The pressure now building around fuel, freight and prices in New Zealand did not appear out of thin air. It followed the U.S.-Israeli military escalation against Iran and the disruption that followed in one of the world’s most important energy corridors.
The current stock figures are reassuring, but they also show the weakness. Nearly 26 days of New Zealand’s fuel cover is not sitting inside the country. It is still on ships. MBIE’s Fuel Security Plan says New Zealand shifted to imported refined fuel after Marsden Point closed in 2022, and that the country is now more exposed to international supply disruption and volatile oil markets. Before that closure, Marsden Point produced around 70 percent of New Zealand’s fuel supply.

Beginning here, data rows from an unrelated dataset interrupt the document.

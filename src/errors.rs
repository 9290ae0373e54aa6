use std::error::Error as StdError;
use std::fmt;
use std::io;
use std::path::PathBuf;

/// Custom error type for the File Gather application
#[derive(Debug)]
pub enum Error {
    /// Error related to file operations
    FileOperation {
        source: io::Error,
        path: PathBuf,
        operation: String,
    },
    /// Error related to path operations
    PathOperation { path: PathBuf, operation: String },
    /// Error when the search root is missing or is not a directory
    DirectoryNotFound { path: PathBuf },
    /// Error when an output location is already present
    AlreadyExists { path: PathBuf },
    /// Error when a filename is not valid Unicode
    InvalidFilename { path: PathBuf },
    /// Generic error with a message
    Generic { message: String },
}

impl fmt::Display for Error {
    fn fmt(&self, f: &mut fmt::Formatter<'_>) -> fmt::Result {
        match self {
            Error::FileOperation {
                path, operation, ..
            } => {
                write!(f, "Failed to {} file: {}", operation, path.display())
            }
            Error::PathOperation { path, operation } => {
                write!(f, "Failed to {} path: {}", operation, path.display())
            }
            Error::DirectoryNotFound { path } => {
                write!(
                    f,
                    "The specified directory does not exist: {}",
                    path.display()
                )
            }
            Error::AlreadyExists { path } => {
                write!(
                    f,
                    "Output directory '{}' already exists. Please choose a different name or delete the existing directory.",
                    path.display()
                )
            }
            Error::InvalidFilename { path } => {
                write!(f, "Filename is not valid unicode: {}", path.display())
            }
            Error::Generic { message } => {
                write!(f, "{message}")
            }
        }
    }
}

impl StdError for Error {
    fn source(&self) -> Option<&(dyn StdError + 'static)> {
        match self {
            Error::FileOperation { source, .. } => Some(source),
            _ => None,
        }
    }
}

impl From<walkdir::Error> for Error {
    fn from(err: walkdir::Error) -> Self {
        let path = err.path().map(PathBuf::from).unwrap_or_default();
        Error::FileOperation {
            source: err.into(),
            path,
            operation: "list".to_string(),
        }
    }
}

/// Custom Result type for the File Gather application
///
/// # Examples
/// ```
/// use file_gather::prelude::{Result, generic_error};
///
/// fn example_function() -> Result<String> {
///     // Return success
///     Ok("success".to_string())
///
///     // Or return an error
///     // Err(generic_error("Something went wrong"))
/// }
/// ```
pub type Result<T> = std::result::Result<T, Error>;

impl Error {
    /// Returns true for errors raised because an output location is taken
    pub fn is_already_exists(&self) -> bool {
        matches!(self, Error::AlreadyExists { .. })
    }

    /// Returns true for errors raised because the search root is missing
    pub fn is_not_found(&self) -> bool {
        matches!(self, Error::DirectoryNotFound { .. })
    }
}

/// Helper function to create a file operation error
pub fn file_operation_error(err: io::Error, path: PathBuf, operation: &str) -> Error {
    Error::FileOperation {
        source: err,
        path,
        operation: operation.to_string(),
    }
}

/// Helper function to create a path operation error
pub fn path_operation_error(path: PathBuf, operation: &str) -> Error {
    Error::PathOperation {
        path,
        operation: operation.to_string(),
    }
}

/// Helper function to create a directory not found error
pub fn directory_not_found_error(path: PathBuf) -> Error {
    Error::DirectoryNotFound { path }
}

/// Helper function to create an already exists error
pub fn already_exists_error(path: PathBuf) -> Error {
    Error::AlreadyExists { path }
}

/// Helper function to create an invalid filename error
pub fn invalid_filename_error(path: PathBuf) -> Error {
    Error::InvalidFilename { path }
}

/// Helper function to create a generic error
pub fn generic_error(message: &str) -> Error {
    Error::Generic {
        message: message.to_string(),
    }
}
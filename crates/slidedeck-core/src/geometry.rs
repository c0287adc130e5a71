//! Slide-space rectangles used during interactive manipulation.

use kurbo::{Point, Rect, Size, Vec2};
use serde::{Deserialize, Serialize};

/// An axis-aligned rectangle in un-scaled slide units.
///
/// Width and height are stored directly; `right()` and `bottom()` are derived.
#[derive(Debug, Clone, Copy, PartialEq, Default, Serialize, Deserialize)]
pub struct Frame {
    /// Left edge.
    pub left: f64,
    /// Top edge.
    pub top: f64,
    /// Width.
    pub width: f64,
    /// Height.
    pub height: f64,
}

impl Frame {
    /// Create a new frame.
    pub const fn new(left: f64, top: f64, width: f64, height: f64) -> Self {
        Self {
            left,
            top,
            width,
            height,
        }
    }

    /// A frame covering a whole canvas of the given size.
    pub fn from_canvas(canvas: Size) -> Self {
        Self::new(0.0, 0.0, canvas.width, canvas.height)
    }

    pub fn right(&self) -> f64 {
        self.left + self.width
    }

    pub fn bottom(&self) -> f64 {
        self.top + self.height
    }

    pub fn center_x(&self) -> f64 {
        self.left + self.width / 2.0
    }

    pub fn center_y(&self) -> f64 {
        self.top + self.height / 2.0
    }

    /// Top-left corner.
    pub fn origin(&self) -> Point {
        Point::new(self.left, self.top)
    }

    pub fn size(&self) -> Size {
        Size::new(self.width, self.height)
    }

    /// Width divided by height, or `None` for a degenerate frame.
    pub fn aspect_ratio(&self) -> Option<f64> {
        if self.width > 0.0 && self.height > 0.0 {
            Some(self.width / self.height)
        } else {
            None
        }
    }

    /// Move the frame by `delta` without changing its size.
    pub fn translate(self, delta: Vec2) -> Self {
        Self {
            left: self.left + delta.x,
            top: self.top + delta.y,
            ..self
        }
    }
}

impl From<Rect> for Frame {
    fn from(rect: Rect) -> Self {
        let rect = rect.abs();
        Self::new(rect.x0, rect.y0, rect.width(), rect.height())
    }
}

impl From<Frame> for Rect {
    fn from(frame: Frame) -> Self {
        Rect::from_origin_size(frame.origin(), frame.size())
    }
}
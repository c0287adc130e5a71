//! Named paragraph styles shared by text elements.

use serde::{Deserialize, Serialize};
use std::collections::BTreeMap;

/// Paragraph style table, keyed by style name.
pub type ParagraphStyles = BTreeMap<String, ParagraphStyle>;

/// Built-in style names in menu order.
pub const PARAGRAPH_STYLE_NAMES: [&str; 6] = [
    "Heading 1",
    "Heading 2",
    "Heading 3",
    "Body",
    "Body Small",
    "Caption",
];

/// Style a newly dropped text element uses.
pub const DEFAULT_PARAGRAPH_STYLE: &str = "Body";

#[derive(Debug, Clone, Copy, PartialEq, Eq, Default, Serialize, Deserialize)]
#[serde(rename_all = "lowercase")]
pub enum FontStyle {
    #[default]
    Normal,
    Italic,
}

#[derive(Debug, Clone, Copy, PartialEq, Eq, Default, Serialize, Deserialize)]
#[serde(rename_all = "lowercase")]
pub enum TextAlign {
    Left,
    #[default]
    Center,
    Right,
}

#[derive(Debug, Clone, Copy, PartialEq, Eq, Default, Serialize, Deserialize)]
#[serde(rename_all = "kebab-case")]
pub enum TextDecoration {
    #[default]
    None,
    Underline,
    LineThrough,
}

/// Typography for one paragraph style.
#[derive(Debug, Clone, PartialEq, Serialize, Deserialize)]
#[serde(rename_all = "camelCase")]
pub struct ParagraphStyle {
    /// CSS hex colour.
    pub color: String,
    pub font_family: String,
    pub font_size: f64,
    pub font_style: FontStyle,
    /// Line height multiplier (`None` = renderer default).
    #[serde(default, skip_serializing_if = "Option::is_none")]
    pub line_height: Option<f64>,
    pub font_weight: u16,
    /// Narrowest a text box using this style may wrap to.
    pub min_width: f64,
    pub opacity: f64,
    pub text_align: TextAlign,
    pub text_decoration: TextDecoration,
}

impl Default for ParagraphStyle {
    fn default() -> Self {
        Self {
            color: "#3d3d3d".to_string(),
            font_family: "Open Sans".to_string(),
            font_size: 45.0,
            font_style: FontStyle::Normal,
            line_height: None,
            font_weight: 400,
            min_width: 20.0,
            opacity: 1.0,
            text_align: TextAlign::Center,
            text_decoration: TextDecoration::None,
        }
    }
}

impl ParagraphStyle {
    fn sized(font_size: f64) -> Self {
        Self {
            font_size,
            ..Self::default()
        }
    }
}

/// The table every new presentation starts with.
pub fn default_paragraph_styles() -> ParagraphStyles {
    let mut styles = ParagraphStyles::new();
    styles.insert("Heading 1".to_string(), ParagraphStyle::sized(26.0));
    styles.insert("Heading 2".to_string(), ParagraphStyle::sized(20.0));
    styles.insert(
        "Heading 3".to_string(),
        ParagraphStyle {
            font_weight: 700,
            ..ParagraphStyle::sized(11.0)
        },
    );
    styles.insert("Body".to_string(), ParagraphStyle::sized(11.0));
    styles.insert("Body Small".to_string(), ParagraphStyle::sized(10.0));
    styles.insert(
        "Caption".to_string(),
        ParagraphStyle {
            font_style: FontStyle::Italic,
            ..ParagraphStyle::sized(11.0)
        },
    );
    styles
}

The more serious point is that New Zealand’s margin depends on the shipping line holding together. If the disruption in the Gulf drags on, if more cargoes are delayed, or if fear at home turns into panic buying, the country’s breathing room narrows fast. MBIE has already warned that New Zealand does not have large storage capacity beyond minimum stockholding requirements and relies on regular shipments to keep supply steady.
Shane Jones said ministers would be briefed on possible steps towards demand restraint, even though MBIE still says the threshold for emergency measures under the National Fuel Plan has not been crossed. The legal powers already exist if things worsen. The Petroleum Demand Restraint Act 1981 allows regulations to control the acquisition, distribution, supply, storage, sale or use of fuel, restrict motor vehicle use, and prescribe rationing schemes if petroleum products are or are likely to be in short supply in New Zealand.
The first damage is already visible in prices and nerves. A prolonged energy shock has become serious enough for policymakers and markets to model inflation risks, and it has already forced governments around the region to talk more openly about freight pressure, fuel access and supply planning. In New Zealand, the harder truth is not that the tanks are empty. It is that the country has been reminded how exposed it is when a war overseas hits the routes that keep this place moving.
New Zealand still has fuel. Ships are still scheduled to arrive. There is still time. But the war has stripped away any illusion that this country sits safely outside global conflict. The buffer is holding for now. The dependence has been laid bare.